In opening his recent Frankfurter Allgemeine article, Evgeny Morozov comments that “the problem with the sick, obsessive superpower revealed to us by Edward Snowden is that it cannot bring itself to utter the one line it absolutely must utter before it can move on: “My name is America and I’m a dataholic.”

In pursuit of the strategic high ground, states have always coveted and sought information that would give them an edge over their competition – both in peacetime diplomacy and trade and in war. While espionage is as old as civilization itself, the internet and ‘big data’ have exponentially amplified the magnitude of this pursuit.

Compared to the hunter/gatherer methods of intelligence collection available to spy agencies just decades ago, the internet presents contemporary governments with a virtual forbidden hypermarket of collection possibilities. It’s no wonder then that states with the means to covertly mine the internet for information will do so. Given this, the Snowden revelations should come as no surprise. Perhaps the gasps of horror following the leak were less to do with the fact that the US had followed such practices and more to do with the fact that its clandestine depredations had been outed in this way.

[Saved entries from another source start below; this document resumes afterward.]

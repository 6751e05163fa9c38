//! Rotating-savings core primitives.
//! Stable, protocol-neutral, behavior-free.
//!
//! Rule: no raw integers for ledger identifiers outside this crate. Ever.

pub mod primitives;
pub mod states;

pub use primitives::{
    Amount, EligibilityEntryId, FifoEntryId, MemberId, ObligationId, PoolTxId, RotationEventId,
    Timestamp, TxId, WalletId,
};
pub use states::{
    Direction, MemberPhase, ObligationStatus, ParseStateError, PayoutSource, PoolTxKind, TxKind,
    TxStatus,
};
//! Repayment Tracker
//!
//! Applies repayment installments against the member's open obligation,
//! detects completion, and feeds the priority eligibility list. The whole
//! operation is one atomic transaction; the completion event is reported to
//! the notification seam only after commit.

use serde::{Deserialize, Serialize};
use tracing::info;

use lib_rotation::{
    apply_installment, transition, PhaseEvent, RotationError,
};
use lib_types::{
    Amount, Direction, MemberId, MemberPhase, ObligationId, ObligationStatus, PoolTxKind, TxId,
    TxKind, TxStatus,
};

use crate::errors::LedgerResult;
use crate::queue;
use crate::rows::ObligationRow;
use crate::store::{self, LedgerStore};
use crate::events::LedgerEvent;

/// Result of one applied installment
#[derive(Debug, Clone, PartialEq, Eq, Serialize, Deserialize)]
pub struct RepaymentReceipt {
    pub member_id: MemberId,
    /// The inbound repayment transaction
    pub transaction_id: TxId,
    /// The obligation the installment was applied to
    pub obligation_id: ObligationId,
    /// `amount_paid` after this installment
    pub amount_paid: Amount,
    /// Member phase after this installment
    pub phase: MemberPhase,
    /// True exactly when this installment completed the obligation
    pub completed: bool,
}

impl LedgerStore {
    /// Apply a repayment installment of `amount` for `member`
    ///
    /// Preconditions: `amount > 0`; phase ∈ {awaiting_repayment, repaying};
    /// an in-progress obligation exists. Atomically:
    /// 1. Records the inbound Transaction (`repayment`, `in`, `succeeded`)
    /// 2. Credits the pool, recording a PoolTransaction (`contribution`)
    /// 3. Records the RepaymentInstallment against the open obligation
    /// 4. Bumps `amount_paid`; on reaching the target, completes the
    ///    obligation, moves the phase to `repaid_eligible` and upserts the
    ///    eligibility entry; otherwise moves the phase to `repaying`
    ///
    /// Overpayment is absorbed and recorded as-is.
    pub async fn apply_repayment(
        &self,
        member: MemberId,
        amount: Amount,
        external_reference: Option<&str>,
    ) -> LedgerResult<RepaymentReceipt> {
        if amount <= 0 {
            return Err(RotationError::InvalidAmount { amount }.into());
        }

        let now = store::now();
        let currency = self.config().currency.clone();

        let mut tx = self.db().begin().await?;

        let phase = store::membership_phase(&mut *tx, member).await?;
        if !lib_rotation::state_machine::accepts_repayment(phase) {
            return Err(RotationError::NotRepaying { phase }.into());
        }

        let obligation = sqlx::query_as::<_, ObligationRow>(
            "SELECT * FROM repayment_obligations WHERE member_id = ? AND status = ? ORDER BY id LIMIT 1",
        )
        .bind(member.raw())
        .bind(ObligationStatus::InProgress.to_string())
        .fetch_optional(&mut *tx)
        .await?
        .ok_or(RotationError::NoOpenObligation)?;

        store::ensure_reference_unused(&mut *tx, external_reference).await?;

        let outcome = apply_installment(obligation.target_amount, obligation.amount_paid, amount)?;

        let tx_id = store::record_transaction(
            &mut *tx,
            member,
            None,
            TxKind::Repayment,
            amount,
            &currency,
            Direction::In,
            TxStatus::Succeeded,
            external_reference,
            now,
        )
        .await?;

        store::credit_pool(&mut *tx, amount, PoolTxKind::Contribution, Some(tx_id), None, now)
            .await?;

        sqlx::query(
            r#"
            INSERT INTO repayment_installments (obligation_id, transaction_id, amount, paid_at)
            VALUES (?, ?, ?, ?)
            "#,
        )
        .bind(obligation.id)
        .bind(tx_id.raw())
        .bind(amount)
        .bind(now)
        .execute(&mut *tx)
        .await?;

        let next_phase;
        if outcome.completed {
            sqlx::query(
                "UPDATE repayment_obligations SET amount_paid = ?, status = ?, completed_at = ? WHERE id = ?",
            )
            .bind(outcome.new_amount_paid)
            .bind(ObligationStatus::Completed.to_string())
            .bind(now)
            .bind(obligation.id)
            .execute(&mut *tx)
            .await?;

            next_phase = transition(phase, PhaseEvent::RepaymentCompleted)?;
            store::set_phase(&mut *tx, member, next_phase, now).await?;
            queue::mark_eligible(&mut *tx, member, now).await?;
        } else {
            sqlx::query("UPDATE repayment_obligations SET amount_paid = ? WHERE id = ?")
                .bind(outcome.new_amount_paid)
                .bind(obligation.id)
                .execute(&mut *tx)
                .await?;

            next_phase = transition(phase, PhaseEvent::PartialRepayment)?;
            store::set_phase(&mut *tx, member, next_phase, now).await?;
        }

        tx.commit().await?;

        info!(
            member = %member,
            %amount,
            paid = outcome.new_amount_paid,
            target = obligation.target_amount,
            completed = outcome.completed,
            "repayment installment applied"
        );

        if outcome.completed {
            self.emit(&LedgerEvent::RepaymentCompleted {
                member_id: member,
                obligation_id: obligation.obligation_id(),
                target_amount: obligation.target_amount,
                amount_paid: outcome.new_amount_paid,
                completed_at: now,
            });
        }

        Ok(RepaymentReceipt {
            member_id: member,
            transaction_id: tx_id,
            obligation_id: obligation.obligation_id(),
            amount_paid: outcome.new_amount_paid,
            phase: next_phase,
            completed: outcome.completed,
        })
    }

    /// The member's current in-progress obligation, if any
    pub async fn current_obligation(&self, member: MemberId) -> LedgerResult<Option<ObligationRow>> {
        let row = sqlx::query_as::<_, ObligationRow>(
            "SELECT * FROM repayment_obligations WHERE member_id = ? AND status = ? ORDER BY id LIMIT 1",
        )
        .bind(member.raw())
        .bind(ObligationStatus::InProgress.to_string())
        .fetch_optional(self.db())
        .await?;
        Ok(row)
    }
}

Like a celebrity exposed for a sexual fetish or drug addiction or otherwise succumbing to an aspect of their human nature that one avoids discussing in polite company, the US has been sprung for giving in to a natural urge of statecraft that it would have preferred remained unknown.

Others do it, we know. It’s natural. But through good deception or good fortune they maintain the pretense of virtue and avoid the ignominy of being caught. With the game up, accusations are met with counter-accusations. Competitors snigger. Commentators point to hypocrisies and cast moral judgment. Things become a little awkward.

According to Widney Brown, Amnesty International's senior director of international law and policy, it is the very fact that states know they’re all doing it that keeps their activities in their collective closet and mutually hidden from public view. Writes Brown, “States are reaching far beyond their borders in a lot of their unlawful surveillance, and at the same time looking at outs where they basically have a quid pro quo going on.”

But in this case, Edward Snowden’s whistle blowing deprived the US of an expedient out. In his 9th century commentary on Sun Tzu’s Art of War, Tu Mu writes “"Just as water, which carries a boat from bank to bank, may also be the means of sinking it, so reliance on spies, while producing great results, is oft-times the cause of utter destruction”. For the US, the NSA revelations have been a public relations catastrophe.

Now that this inconvenient truth has become international tabloid fact, will China, Russia and Iran, as Professor Naughton suggests, take their slices of the internet ‘off the grid’?

The ‘splinternet’, cyberbalkanization, or internet balkanization, has been documented and discussed for well over a decade. States and organizations possess the capacity to balkanize their slices of the net in all sorts of ways, and already have to varying extents. The imperative driving this is the protection of information… an imperative necessitated by that basic, primordial urge shared by states and corporations alike: the pursuit of an information edge by covert means.

The NSA revelations will not result in the balkanization of the internet. It’s already happening. Internet balkanization is an inevitable consequence of how states conduct themselves… it’s written in their DNA.

If anything, the revelations tell us that a little genetic modification is in order.